Anti-Serine-protein kinase ATM ATM Antibody Picoband®

Overview

This antibody is intended for detection of ATM (Serine-protein kinase ATM) in biological samples using common immunoassay formats. It is typically selected based on target identity, species reactivity, clonality/clone information, and detection modality.

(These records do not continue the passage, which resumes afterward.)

//! Error types for the streaming cursor.
//!
//! Three kinds of failure can reach the caller of
//! [`XmlCursor::next_event`](crate::XmlCursor::next_event):
//! - [`SourceError`]: the byte source could not produce data
//! - [`MalformedError`]: the input is not well-formed XML
//! - [`UsageError`]: the cursor was driven outside its state sequence
//!
//! All of them are `Clone` so a failed cursor can hand out the same terminal
//! error on every later call.

use std::fmt;
use std::io;
use std::sync::Arc;

use thiserror::Error;

/// Convenience alias for results carrying [`Error`].
pub type Result<T, E = Error> = std::result::Result<T, E>;

/// Any error surfaced by the cursor.
#[derive(Debug, Clone, Error)]
pub enum Error {
    #[error("source error: {0}")]
    Source(#[from] SourceError),

    #[error("malformed document: {0}")]
    Malformed(#[from] MalformedError),

    #[error("usage error: {0}")]
    Usage(#[from] UsageError),
}

impl Error {
    /// Static label for the error kind, handy for log fields.
    #[inline]
    pub fn kind(&self) -> &'static str {
        match self {
            Self::Source(_) => "source",
            Self::Malformed(_) => "malformed",
            Self::Usage(_) => "usage",
        }
    }

    pub fn is_malformed(&self) -> bool {
        matches!(self, Self::Malformed(_))
    }

    pub fn is_source(&self) -> bool {
        matches!(self, Self::Source(_))
    }

    pub fn is_usage(&self) -> bool {
        matches!(self, Self::Usage(_))
    }
}

/// The byte source failed to produce data.
#[derive(Debug, Clone, Error)]
#[error("{cause}")]
pub struct SourceError {
    #[source]
    cause: Arc<io::Error>,
}

impl SourceError {
    /// Wrap an I/O failure.
    pub fn new(cause: io::Error) -> Self {
        Self {
            cause: Arc::new(cause),
        }
    }

    /// Build a source error from a plain message.
    pub fn other(message: impl Into<String>) -> Self {
        Self::new(io::Error::new(io::ErrorKind::Other, message.into()))
    }

    /// The underlying I/O error.
    pub fn io_error(&self) -> &io::Error {
        &self.cause
    }
}

impl From<io::Error> for SourceError {
    fn from(cause: io::Error) -> Self {
        Self::new(cause)
    }
}

/// Location in the decoded input stream (1-based line and column).
#[derive(Debug, Clone, Copy, PartialEq, Eq, Default)]
pub struct Position {
    pub line: u32,
    pub column: u32,
    /// Byte offset into the decoded, line-normalized stream
    pub offset: u64,
}

impl Position {
    pub const fn start() -> Self {
        Self {
            line: 1,
            column: 1,
            offset: 0,
        }
    }

    /// Advance over consumed text.
    pub fn advance(&mut self, consumed: &str) {
        self.offset += consumed.len() as u64;
        match memchr::memrchr(b'\n', consumed.as_bytes()) {
            Some(last_nl) => {
                let newlines = memchr::memchr_iter(b'\n', consumed.as_bytes()).count();
                self.line += newlines as u32;
                self.column = consumed[last_nl + 1..].chars().count() as u32 + 1;
            }
            None => self.column += consumed.chars().count() as u32,
        }
    }
}

impl fmt::Display for Position {
    fn fmt(&self, f: &mut fmt::Formatter<'_>) -> fmt::Result {
        write!(f, "line {}, column {}", self.line, self.column)
    }
}

/// The input is not well-formed XML.
#[derive(Debug, Clone, PartialEq, Eq, Error)]
pub struct MalformedError {
    message: String,
    position: Option<Position>,
}

impl MalformedError {
    pub fn new(message: impl Into<String>) -> Self {
        Self {
            message: message.into(),
            position: None,
        }
    }

    pub fn at(message: impl Into<String>, position: Position) -> Self {
        Self {
            message: message.into(),
            position: Some(position),
        }
    }

    /// Attach a position unless one is already known.
    pub fn with_position(mut self, position: Position) -> Self {
        self.position.get_or_insert(position);
        self
    }

    pub fn message(&self) -> &str {
        &self.message
    }

    pub fn position(&self) -> Option<Position> {
        self.position
    }
}

impl fmt::Display for MalformedError {
    fn fmt(&self, f: &mut fmt::Formatter<'_>) -> fmt::Result {
        match &self.position {
            Some(pos) => write!(f, "{} at {}", self.message, pos),
            None => f.write_str(&self.message),
        }
    }
}

/// The cursor or parser was used outside its allowed state sequence.
#[derive(Debug, Clone, Copy, PartialEq, Eq, Error)]
pub enum UsageError {
    #[error("cursor was closed before the end of the stream")]
    Closed,

    #[error("parser already finished")]
    ParserFinished,
}
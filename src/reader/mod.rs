//! XML Reader Module
//!
//! The pull side of the crate:
//! - Source: byte sources the cursor pulls chunks from
//! - Cursor: the forward-only event cursor

pub mod cursor;
pub mod source;

pub use cursor::{CursorState, XmlCursor};
pub use source::{from_fn, ByteSource, FnSource, ReadSource, SliceSource};
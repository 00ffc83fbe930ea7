//! End-to-end cursor behavior over chunked sources.

use std::borrow::Cow;
use std::cell::Cell;
use std::io;
use std::rc::Rc;

use xmlcursor::{
    ByteSource, CursorConfig, DeclarationObserver, Error, Event, NodeType, SliceSource,
    SourceError, UsageError, XmlCursor,
};

/// Source that returns at most `max_return` bytes per pull and counts closes
struct ChunkySource {
    data: Vec<u8>,
    pos: usize,
    max_return: usize,
    closes: Rc<Cell<usize>>,
    fail_after: Option<usize>,
}

impl ChunkySource {
    fn new(data: &str, max_return: usize) -> (Self, Rc<Cell<usize>>) {
        let closes = Rc::new(Cell::new(0));
        let source = ChunkySource {
            data: data.as_bytes().to_vec(),
            pos: 0,
            max_return,
            closes: closes.clone(),
            fail_after: None,
        };
        (source, closes)
    }

    fn failing_after(mut self, bytes: usize) -> Self {
        self.fail_after = Some(bytes);
        self
    }
}

impl ByteSource for ChunkySource {
    fn pull(&mut self, max_bytes: usize) -> Result<Option<Cow<'_, [u8]>>, SourceError> {
        if let Some(limit) = self.fail_after {
            if self.pos >= limit {
                let err = io::Error::new(io::ErrorKind::UnexpectedEof, "connection dropped");
                return Err(err.into());
            }
        }
        let n = (self.data.len() - self.pos).min(max_bytes).min(self.max_return);
        if n == 0 {
            return Ok(None);
        }
        let chunk = &self.data[self.pos..self.pos + n];
        self.pos += n;
        Ok(Some(Cow::Borrowed(chunk)))
    }

    fn close(&mut self) {
        self.closes.set(self.closes.get() + 1);
    }
}

const DOC: &str = r#"<A><B a="value">CONTENT</B><C/><D><E/></D></A>"#;

#[test]
fn test_four_byte_chunks_end_to_end() {
    let (source, closes) = ChunkySource::new(DOC, 4);
    let mut cursor = XmlCursor::new(source);

    let a = cursor.next_event().unwrap();
    assert_eq!(a.node_type(), NodeType::Element);
    assert_eq!(a.local_name(), "A");
    assert!(!a.is_empty_element());

    let b = cursor.next_event().unwrap();
    assert_eq!(b.local_name(), "B");
    assert!(!b.is_empty_element());
    assert_eq!(b.attribute_count(), 1);
    assert_eq!(b.get_attribute("a"), Some("value"));

    let text = cursor.next_event().unwrap();
    assert_eq!(text.node_type(), NodeType::Text);
    assert_eq!(text.local_name(), "#text");
    assert_eq!(text.value(), Some("CONTENT"));

    let end_b = cursor.next_event().unwrap();
    assert_eq!(end_b.node_type(), NodeType::EndElement);
    assert_eq!(end_b.local_name(), "B");

    let c = cursor.next_event().unwrap();
    assert_eq!(c.local_name(), "C");
    assert!(c.is_empty_element());
    assert_eq!(c.attribute_count(), 0);

    let d = cursor.next_event().unwrap();
    assert_eq!(d.local_name(), "D");
    assert!(!d.is_empty_element());

    let e = cursor.next_event().unwrap();
    assert_eq!(e.local_name(), "E");
    assert!(e.is_empty_element());

    let end_d = cursor.next_event().unwrap();
    assert!(end_d.is_end_element());
    assert_eq!(end_d.local_name(), "D");

    let end_a = cursor.next_event().unwrap();
    assert!(end_a.is_end_element());
    assert_eq!(end_a.local_name(), "A");

    assert!(cursor.next_event().unwrap().is_end_of_stream());
    assert_eq!(closes.get(), 1);

    // Idempotent tail
    assert!(cursor.next_event().unwrap().is_end_of_stream());
    drop(cursor);
    assert_eq!(closes.get(), 1);
}

#[test]
fn test_same_events_for_any_chunk_size() {
    let whole: Vec<Event> = XmlCursor::from_slice(DOC.as_bytes())
        .collect::<Result<_, _>>()
        .unwrap();
    assert_eq!(whole.len(), 9);

    for size in 1..=DOC.len() {
        let (source, _) = ChunkySource::new(DOC, size);
        let events: Vec<Event> = XmlCursor::new(source).collect::<Result<_, _>>().unwrap();
        assert_eq!(events, whole, "chunk size {}", size);
    }
}

#[test]
fn test_mismatched_close_tag() {
    let (source, closes) = ChunkySource::new("<A><B></A>", 4);
    let mut cursor = XmlCursor::new(source);
    assert_eq!(cursor.next_event().unwrap().local_name(), "A");
    assert_eq!(cursor.next_event().unwrap().local_name(), "B");

    let err = cursor.next_event().unwrap_err();
    match &err {
        Error::Malformed(e) => {
            assert!(e.message().contains("mismatched"));
            assert!(e.position().is_some());
        }
        other => panic!("Expected malformed error, got {:?}", other),
    }
    assert_eq!(closes.get(), 1);

    // Terminal: the same error on every call
    assert!(cursor.next_event().unwrap_err().is_malformed());
    drop(cursor);
    assert_eq!(closes.get(), 1);
}

#[test]
fn test_source_error_closes_once() {
    let (source, closes) = ChunkySource::new(DOC, 4);
    let mut cursor = XmlCursor::new(source.failing_after(8));

    let mut seen = 0;
    let err = loop {
        match cursor.next_event() {
            Ok(event) => {
                assert!(!event.is_end_of_stream());
                seen += 1;
            }
            Err(err) => break err,
        }
    };
    assert!(seen >= 1);
    assert!(err.is_source());
    assert!(err.to_string().contains("connection dropped"));
    assert_eq!(closes.get(), 1);
    drop(cursor);
    assert_eq!(closes.get(), 1);
}

#[test]
fn test_abandoned_cursor_closes_on_drop() {
    let (source, closes) = ChunkySource::new(DOC, 4);
    let mut cursor = XmlCursor::new(source);
    cursor.next_event().unwrap();
    assert_eq!(closes.get(), 0);
    drop(cursor);
    assert_eq!(closes.get(), 1);
}

#[test]
fn test_unstarted_cursor_closes_on_drop() {
    let (source, closes) = ChunkySource::new(DOC, 4);
    drop(XmlCursor::new(source));
    assert_eq!(closes.get(), 1);
}

#[test]
fn test_explicit_close_then_pull() {
    let (source, closes) = ChunkySource::new(DOC, 4);
    let mut cursor = XmlCursor::new(source);
    cursor.next_event().unwrap();
    cursor.close();
    cursor.close();
    assert_eq!(closes.get(), 1);
    assert!(matches!(cursor.next_event(), Err(Error::Usage(UsageError::Closed))));
    drop(cursor);
    assert_eq!(closes.get(), 1);
}

#[test]
fn test_unterminated_root_flushes_text_then_fails() {
    let (source, closes) = ChunkySource::new("<a>text", 2);
    let mut cursor = XmlCursor::new(source);
    assert_eq!(cursor.next_event().unwrap().local_name(), "a");
    assert_eq!(cursor.next_event().unwrap().value(), Some("text"));
    let err = cursor.next_event().unwrap_err();
    assert!(err.is_malformed());
    assert_eq!(closes.get(), 1);
}

#[test]
fn test_mixed_content_and_prolog() {
    let doc = "<?xml version=\"1.0\"?>\n<!-- lead -->\n<r>a<![CDATA[<b>]]>c<?pi d?><!--e--></r>\n";
    let mut cursor = XmlCursor::with_config(
        SliceSource::new(doc.as_bytes()),
        CursorConfig::default().chunk_size(5),
    );

    let rendered: Vec<String> = (&mut cursor).map(|e| e.unwrap().to_string()).collect();
    assert_eq!(
        rendered,
        vec![
            "<!-- lead -->",
            "<r>",
            "a",
            "<![CDATA[<b>]]>",
            "c",
            "<?pi d?>",
            "<!--e-->",
            "</r>"
        ]
    );
    assert!(cursor.next_event().unwrap().is_end_of_stream());
}

#[test]
fn test_utf16_input() {
    let mut bytes = vec![0xFF, 0xFE];
    for unit in "<a x='é'>😀</a>".encode_utf16() {
        bytes.extend_from_slice(&unit.to_le_bytes());
    }
    let events: Vec<Event> = XmlCursor::new(SliceSource::with_max_chunk(&bytes, 3))
        .collect::<Result<_, _>>()
        .unwrap();
    assert_eq!(events[0].get_attribute("x"), Some("é"));
    assert_eq!(events[1].value(), Some("😀"));
}

#[test]
fn test_from_reader() {
    let reader = io::Cursor::new(DOC.as_bytes().to_vec());
    let cursor = XmlCursor::with_config(
        xmlcursor::ReadSource::new(reader),
        CursorConfig::default().chunk_size(7),
    );
    assert_eq!(cursor.count(), 9);
    assert_eq!(XmlCursor::from_reader(DOC.as_bytes()).count(), 9);
}

#[derive(Default)]
struct Declarations {
    seen: Rc<std::cell::RefCell<Vec<String>>>,
}

impl DeclarationObserver for Declarations {
    fn xml_declaration(
        &mut self,
        version: &str,
        encoding: Option<&str>,
        _standalone: Option<bool>,
    ) {
        self.seen
            .borrow_mut()
            .push(format!("xml {} {}", version, encoding.unwrap_or("-")));
    }

    fn doctype(&mut self, doctype: &xmlcursor::core::dtd::Doctype) {
        self.seen.borrow_mut().push(format!("doctype {}", doctype.name));
    }

    fn notation_decl(&mut self, decl: &xmlcursor::core::dtd::NotationDecl) {
        self.seen.borrow_mut().push(format!("notation {}", decl.name));
    }

    fn unparsed_entity_decl(&mut self, decl: &xmlcursor::core::dtd::EntityDecl) {
        self.seen.borrow_mut().push(format!("unparsed {}", decl.name));
    }

    fn attribute_decl(&mut self, element: &str, def: &xmlcursor::core::dtd::AttDef) {
        self.seen.borrow_mut().push(format!("attlist {} {}", element, def.name));
    }

    fn element_decl(&mut self, decl: &xmlcursor::core::dtd::ElementDecl) {
        self.seen.borrow_mut().push(format!("element {}", decl.name));
    }

    fn reference(&mut self, name: &str) {
        self.seen.borrow_mut().push(format!("ref {}", name));
    }
}

#[test]
fn test_observer_sees_declarations_not_events() {
    let doc = r#"<?xml version="1.0" encoding="UTF-8"?>
<!DOCTYPE doc [
  <!ELEMENT doc (#PCDATA)>
  <!ATTLIST doc kind CDATA #IMPLIED>
  <!NOTATION gif SYSTEM "image/gif">
  <!ENTITY logo SYSTEM "logo.gif" NDATA gif>
  <!ENTITY co "Acme">
]>
<doc kind="x">&co; Inc</doc>"#;

    let seen = Rc::new(std::cell::RefCell::new(Vec::new()));
    let observer = Declarations { seen: seen.clone() };
    let events: Vec<Event> = XmlCursor::with_config(
        SliceSource::new(doc.as_bytes()),
        CursorConfig::default().chunk_size(16),
    )
    .with_observer(observer)
    .collect::<Result<_, _>>()
    .unwrap();

    assert_eq!(events.len(), 3);
    assert_eq!(events[1].value(), Some("Acme Inc"));
    assert_eq!(
        *seen.borrow(),
        vec![
            "xml 1.0 UTF-8",
            "doctype doc",
            "element doc",
            "attlist doc kind",
            "notation gif",
            "unparsed logo",
            "ref co"
        ]
    );
}

#[test]
fn test_large_cdata_in_small_chunks() {
    let body = "x".repeat(4 * 1024 * 1024);
    let doc = format!("<a><![CDATA[{}]]></a>", body);
    let mut cursor = XmlCursor::with_config(
        SliceSource::new(doc.as_bytes()),
        CursorConfig::default().chunk_size(1024),
    );

    assert_eq!(cursor.next_event().unwrap().local_name(), "a");
    match cursor.next_event().unwrap() {
        Event::CData(text) => assert_eq!(text.len(), body.len()),
        other => panic!("Expected CDATA, got {:?}", other),
    }
    assert!(cursor.next_event().unwrap().is_end_element());
    assert!(cursor.next_event().unwrap().is_end_of_stream());
    assert_eq!(cursor.bytes_read(), doc.len() as u64);
}
//! Table of contents: in-document bookmarks and the plain-text index

use std::fs::File;
use std::io::{BufWriter, Write};
use std::path::Path;

use chrono::Local;
use lopdf::{Dictionary, Document, Object, ObjectId, StringFormat};

use crate::error::{Error, Result};
use crate::pdf::metadata::catalog_id;

/// One entry of the table of contents
#[derive(Debug, Clone, PartialEq, Eq)]
pub struct TocEntry {
    pub number: u32,
    pub title: String,
    /// 0-based page index of the entry's first page in the merged body
    /// (not counting any prepended contents pages)
    pub start_page: usize,
    pub page_count: usize,
}

impl TocEntry {
    /// 1-based first/last page as shown to the reader, shifted past any
    /// prepended contents pages
    pub fn page_range(&self, page_shift: usize) -> (usize, usize) {
        let first = page_shift + self.start_page + 1;
        (first, first + self.page_count.saturating_sub(1))
    }
}

/// Add a flat bookmark outline, one item per entry, each pointing at the
/// entry's first page with a /Fit destination.
///
/// `page_shift` is the number of pages prepended ahead of the merged body
/// (contents pages), so targets keep pointing at the right page.
pub fn add_bookmarks(doc: &mut Document, entries: &[TocEntry], page_shift: usize) -> Result<()> {
    if entries.is_empty() {
        return Ok(());
    }

    let page_ids: Vec<ObjectId> = doc.get_pages().into_values().collect();

    let outlines_id = doc.new_object_id();

    // First pass: create the items with Title/Parent/Dest
    let mut item_ids = Vec::with_capacity(entries.len());
    for entry in entries {
        let page_index = page_shift + entry.start_page;
        let page_id = *page_ids.get(page_index).ok_or_else(|| {
            Error::General(format!(
                "Bookmark target page {} out of range ({} pages)",
                page_index,
                page_ids.len()
            ))
        })?;

        let mut item = Dictionary::new();
        item.set("Title", pdf_text_string(&entry.title));
        item.set("Parent", Object::Reference(outlines_id));
        item.set(
            "Dest",
            Object::Array(vec![
                Object::Reference(page_id),
                Object::Name(b"Fit".to_vec()),
            ]),
        );
        item_ids.push(doc.add_object(Object::Dictionary(item)));
    }

    // Second pass: link siblings
    for (i, &item_id) in item_ids.iter().enumerate() {
        if let Ok(Object::Dictionary(ref mut dict)) = doc.get_object_mut(item_id) {
            if i > 0 {
                dict.set("Prev", Object::Reference(item_ids[i - 1]));
            }
            if i + 1 < item_ids.len() {
                dict.set("Next", Object::Reference(item_ids[i + 1]));
            }
        }
    }

    let mut outlines = Dictionary::new();
    outlines.set("Type", Object::Name(b"Outlines".to_vec()));
    outlines.set("First", Object::Reference(item_ids[0]));
    outlines.set("Last", Object::Reference(*item_ids.last().unwrap()));
    outlines.set("Count", Object::Integer(item_ids.len() as i64));
    doc.objects.insert(outlines_id, Object::Dictionary(outlines));

    let catalog_id = catalog_id(doc)?;
    if let Ok(Object::Dictionary(ref mut catalog)) = doc.get_object_mut(catalog_id) {
        catalog.set("Outlines", Object::Reference(outlines_id));
        catalog.set("PageMode", Object::Name(b"UseOutlines".to_vec()));
    }

    Ok(())
}

/// Encode a PDF text string: plain literal for ASCII, UTF-16BE with BOM
/// otherwise
pub fn pdf_text_string(s: &str) -> Object {
    if s.is_ascii() {
        return Object::String(s.as_bytes().to_vec(), StringFormat::Literal);
    }

    let mut bytes = vec![0xFE, 0xFF];
    for unit in s.encode_utf16() {
        bytes.extend_from_slice(&unit.to_be_bytes());
    }
    Object::String(bytes, StringFormat::Hexadecimal)
}

/// Write the standalone plain-text index: number, title and 1-based page
/// range per entry, in merge order
pub fn write_text_index(path: &Path, entries: &[TocEntry], page_shift: usize) -> Result<()> {
    let file = File::create(path)?;
    let mut out = BufWriter::new(file);

    writeln!(out, "CONTENTS")?;
    writeln!(out, "Generated on {}", Local::now().format("%Y-%m-%d"))?;
    writeln!(out)?;

    for entry in entries {
        let (first, last) = entry.page_range(page_shift);
        let pages = if first == last {
            format!("page {}", first)
        } else {
            format!("pages {}-{}", first, last)
        };
        writeln!(out, "{}. {} ({})", entry.number, entry.title, pages)?;
    }

    out.flush()?;
    Ok(())
}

Vendor notes: Boster Bio Anti-Serine-protein kinase ATM ATM Antibody catalog # RP1040. Tested in WB applications. This antibody reacts with Human. The brand Picoband indicates this is a premium antibody that guarantees superior quality, high affinity, and strong signals with minimal background in Western blot applications. Only our best-performing antibodies are designated as Picoband, ensuring unmatched performance.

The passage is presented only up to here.